Wilkes-Barre Times, May 29, 1899.

On this date in 1899, Adrian Braun was electrcuted at Sing Sing.

Braun was a hulking German cigar-maker with a reputation for habitually thrashing his wife. Authorities got involved when he bashed a neighbor who intervened in a beating so hard that it fractured the man’s skull.

In August 1897, Braun caught a two-year sentence for assault. With her batterer put away, Kate Braun now had to shift for herself; struggling to make ends meet as a washer-woman, she had to give up two of her five children to the St. Joseph’s Roman Catholic Orphan Asylum. Still, she scraped together enough money to buy her incarcerated husband some sweets on a prison visit.
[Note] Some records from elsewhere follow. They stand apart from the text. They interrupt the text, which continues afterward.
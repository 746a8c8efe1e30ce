// Copyright 2019-2022 Adam Greig
// Licensed under the Apache-2.0 and MIT licenses.

use std::thread;
use std::time::{Duration, Instant};
use crate::mpsse::{self, Clock, CommandBuffer, Pins, MAX_TRANSFER};
use crate::transport::{self, Transport};

#[derive(thiserror::Error, Debug)]
pub enum Error {
    #[error("Waited longer than {0:?} for flash memory to be ready.")]
    WaitTimeout(Duration),
    #[error("Transfer of {0} bytes exceeds the MPSSE transfer limit.")]
    TransferTooLong(usize),
    #[error("Address 0x{0:08X} cannot be sent as a 24-bit address.")]
    InvalidAddress(u32),
    #[error("Page program of {length} bytes at 0x{address:06X} crosses a page boundary.")]
    PageBoundary { address: u32, length: usize },

    #[error("Transport error")]
    Transport(#[from] transport::Error),
}

pub type Result<T> = std::result::Result<T, Error>;

/// Page program size in bytes.
pub const PAGE_SIZE: usize = 256;

/// Number of bytes the adapter samples back for each byte clocked out
/// before the data phase of a read: opcode and three address bytes.
const READ_HEADER: usize = 4;

/// SPI flash driver for a flash attached to an MPSSE adapter.
///
/// Each method frames one or more SPI transactions with chip-select
/// commands. Single-shot operations are written to the transport
/// immediately, while page programs can be appended to a `CommandBuffer`
/// so many of them are sent in one USB transfer.
pub struct Flash<T: Transport> {
    transport: T,
    clock: Clock,
    pins: Pins,
}

impl<T: Transport> Flash<T> {
    /// Create a new Flash driver on an already-initialised MPSSE transport.
    pub fn new(transport: T, clock: Clock, pins: Pins) -> Self {
        Flash { transport, clock, pins }
    }

    /// Close the underlying transport.
    pub fn close(&mut self) -> Result<()> {
        Ok(self.transport.close()?)
    }

    /// Read the JEDEC identification bytes.
    ///
    /// Returns the bytes sampled after the opcode: manufacturer ID, then
    /// the memory type and capacity bytes.
    pub fn identify(&mut self) -> Result<Vec<u8>> {
        let rx = self.exchange(Command::ReadJEDECID, &[], 3)?;
        log::debug!("Flash ID: {:02X?}", rx);
        Ok(rx)
    }

    /// Release the flash from deep power-down.
    pub fn power_up(&mut self) -> Result<()> {
        log::debug!("Sending Release Powerdown command");
        self.command(Command::ReleasePowerdown)
    }

    /// Put the flash into deep power-down.
    pub fn power_down(&mut self) -> Result<()> {
        log::debug!("Sending Powerdown command");
        self.command(Command::Powerdown)
    }

    /// Send the WriteEnable command, setting the WEL in the status register.
    pub fn write_enable(&mut self) -> Result<()> {
        self.command(Command::WriteEnable)
    }

    /// Erase the entire chip.
    ///
    /// The caller must have sent `write_enable()` first, and should then
    /// wait for the erase to complete with `wait_ready()`.
    pub fn bulk_erase(&mut self) -> Result<()> {
        log::debug!("Sending Chip Erase command");
        self.command(Command::ChipErase)
    }

    /// Erase the 64kB block containing `address`.
    ///
    /// The caller must have sent `write_enable()` first.
    pub fn sector_erase_64k(&mut self, address: u32) -> Result<()> {
        log::debug!("Erasing 64kB block at 0x{:06X}", address);
        let addr = make_address(address)?;
        self.write(Command::BlockErase64, &addr)
    }

    /// Append a write-enable and a page program of `data` at `address` to `buf`.
    ///
    /// `data` must not cross a page boundary. If `page_program_us` is given,
    /// idle clocks covering that long are appended after the program so
    /// the next command in the buffer is not sent while the flash is busy.
    pub fn prepare_page_program(&self, buf: &mut CommandBuffer, address: u32, data: &[u8],
                                page_program_us: Option<u32>) -> Result<()>
    {
        let offset = address as usize % PAGE_SIZE;
        if data.is_empty() || offset + data.len() > PAGE_SIZE {
            return Err(Error::PageBoundary { address, length: data.len() });
        }
        let addr = make_address(address)?;

        buf.push(&mpsse::chip_select(self.pins));
        buf.push(&mpsse::data_out(1));
        buf.push(&[Command::WriteEnable.into()]);
        buf.push(&mpsse::chip_deselect(self.pins));

        buf.push(&mpsse::chip_select(self.pins));
        buf.push(&mpsse::data_out(READ_HEADER + data.len()));
        buf.push(&[Command::PageProgram.into()]);
        buf.push(&addr);
        buf.push(data);
        buf.push(&mpsse::chip_deselect(self.pins));

        if let Some(us) = page_program_us {
            let idle = self.clock.idle_bytes_for(us);
            if idle > 0 {
                buf.push(&mpsse::wait_mask(idle));
            }
        }
        Ok(())
    }

    /// Program up to one page of data at `address` immediately.
    ///
    /// The caller should wait for programming to complete with `wait_ready()`.
    pub fn page_program(&mut self, address: u32, data: &[u8]) -> Result<()> {
        let mut buf = CommandBuffer::with_capacity(data.len() + 32);
        self.prepare_page_program(&mut buf, address, data, None)?;
        self.send(&buf)
    }

    /// Send a prepared command buffer in a single transfer.
    pub fn send(&mut self, buf: &CommandBuffer) -> Result<()> {
        log::trace!("Sending {} byte command buffer", buf.len());
        Ok(self.transport.write(buf.as_bytes())?)
    }

    /// Read `length` bytes of data from the flash, starting at `address`.
    ///
    /// Uses the legacy ReadData instruction, which requires no dummy byte.
    pub fn read(&mut self, address: u32, length: usize) -> Result<Vec<u8>> {
        if length == 0 {
            return Ok(Vec::new());
        }
        let addr = make_address(address)?;
        self.exchange(Command::ReadData, &addr, length)
    }

    /// Read status register 1.
    pub fn read_status(&mut self) -> Result<StatusRegister1> {
        let rx = self.exchange(Command::ReadStatusRegister1, &[], 1)?;
        Ok(StatusRegister1(rx[0]))
    }

    /// Check if the flash is busy performing an erase or program.
    pub fn is_busy(&mut self) -> Result<bool> {
        self.read_status().map(|status| status.get_busy())
    }

    /// Poll the status register every `poll` until the flash is no longer busy.
    ///
    /// Fails with `WaitTimeout` once more than `budget` has elapsed with the
    /// flash still busy.
    pub fn wait_ready(&mut self, poll: Duration, budget: Duration) -> Result<()> {
        let t0 = Instant::now();
        while self.is_busy()? {
            thread::sleep(poll);
            if t0.elapsed() > budget {
                log::error!("Flash still busy after {:?}", t0.elapsed());
                return Err(Error::WaitTimeout(budget));
            }
        }
        log::trace!("Flash ready after {:?}", t0.elapsed());
        Ok(())
    }

    /// Writes `command` and `data` to the flash memory, then returns `nbytes` of response.
    ///
    /// Filler bytes of 0xFF are clocked out while the response is sampled,
    /// and the bytes sampled during the command and `data` are discarded.
    fn exchange(&mut self, command: Command, data: &[u8], nbytes: usize) -> Result<Vec<u8>> {
        let total = 1 + data.len() + nbytes;
        if total > MAX_TRANSFER {
            return Err(Error::TransferTooLong(total));
        }
        log::trace!("SPI exchange: write {:02X} {:02X?}, read {} bytes",
                    u8::from(command), data, nbytes);
        let mut buf = CommandBuffer::with_capacity(total + 9);
        buf.push(&mpsse::chip_select(self.pins));
        buf.push(&mpsse::data_out_in(total));
        buf.push(&[command.into()]);
        buf.push(data);
        buf.fill(0xFF, nbytes);
        buf.push(&mpsse::chip_deselect(self.pins));
        self.transport.write(buf.as_bytes())?;

        let mut rx = vec![0u8; total];
        self.transport.read(&mut rx)?;
        Ok(rx.split_off(1 + data.len()))
    }

    /// Writes `command` and `data` to the flash memory, without reading the response.
    fn write(&mut self, command: Command, data: &[u8]) -> Result<()> {
        log::trace!("SPI write: {:02X} {:02X?}", u8::from(command), data);
        let mut buf = CommandBuffer::with_capacity(data.len() + 10);
        buf.push(&mpsse::chip_select(self.pins));
        buf.push(&mpsse::data_out(1 + data.len()));
        buf.push(&[command.into()]);
        buf.push(data);
        buf.push(&mpsse::chip_deselect(self.pins));
        Ok(self.transport.write(buf.as_bytes())?)
    }

    /// Convenience method for issuing a single command with no address or data.
    fn command(&mut self, command: Command) -> Result<()> {
        self.write(command, &[])
    }
}

/// Generate a 3-byte big-endian address.
fn make_address(address: u32) -> Result<[u8; 3]> {
    if address > 0x00FF_FFFF {
        return Err(Error::InvalidAddress(address));
    }
    let bytes = address.to_be_bytes();
    Ok([bytes[1], bytes[2], bytes[3]])
}

/// SPI flash command opcodes used by this driver.
///
/// These are taken from the Winbond W25Q128JV datasheet and are widely
/// supported by other single I/O SPI NOR flashes.
#[derive(Copy, Clone, Debug, PartialEq, Eq, num_enum::IntoPrimitive, num_enum::TryFromPrimitive)]
#[repr(u8)]
pub enum Command {
    WriteEnable = 0x06,
    ReadData = 0x03,
    PageProgram = 0x02,
    ReadStatusRegister1 = 0x05,
    ReadJEDECID = 0x9F,
    Powerdown = 0xB9,
    ReleasePowerdown = 0xAB,
    ChipErase = 0xC7,
    BlockErase64 = 0xD8,
}

/// Status Register 1
#[derive(Copy, Clone, Debug, PartialEq, Eq)]
pub struct StatusRegister1(pub u8);

impl StatusRegister1 {
    /// Get BUSY bit.
    pub fn get_busy(&self) -> bool {
        self.0 & 0b0000_0001 != 0
    }
}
Mr. Braun was at work peeling potatoes in the prison kitchen when he was summoned for the arrival of his spouse in March 1898. After using up their visiting time on a conversation that appeared entirely mutually affectionate, the two were about to part when Adrian Braun suddenly whipped out the potato-knife he had recently been employing and daggered the poor woman’s throat — with lethal effect.

Braun never explained his shocking crime and pursued only a half-hearted insanity defense at his ensuing trial.

“No man was ever executed at the prison who had less sympathy than was felt for Braun,” the Wilkes-Barre Times reported on the day of the man’s execution.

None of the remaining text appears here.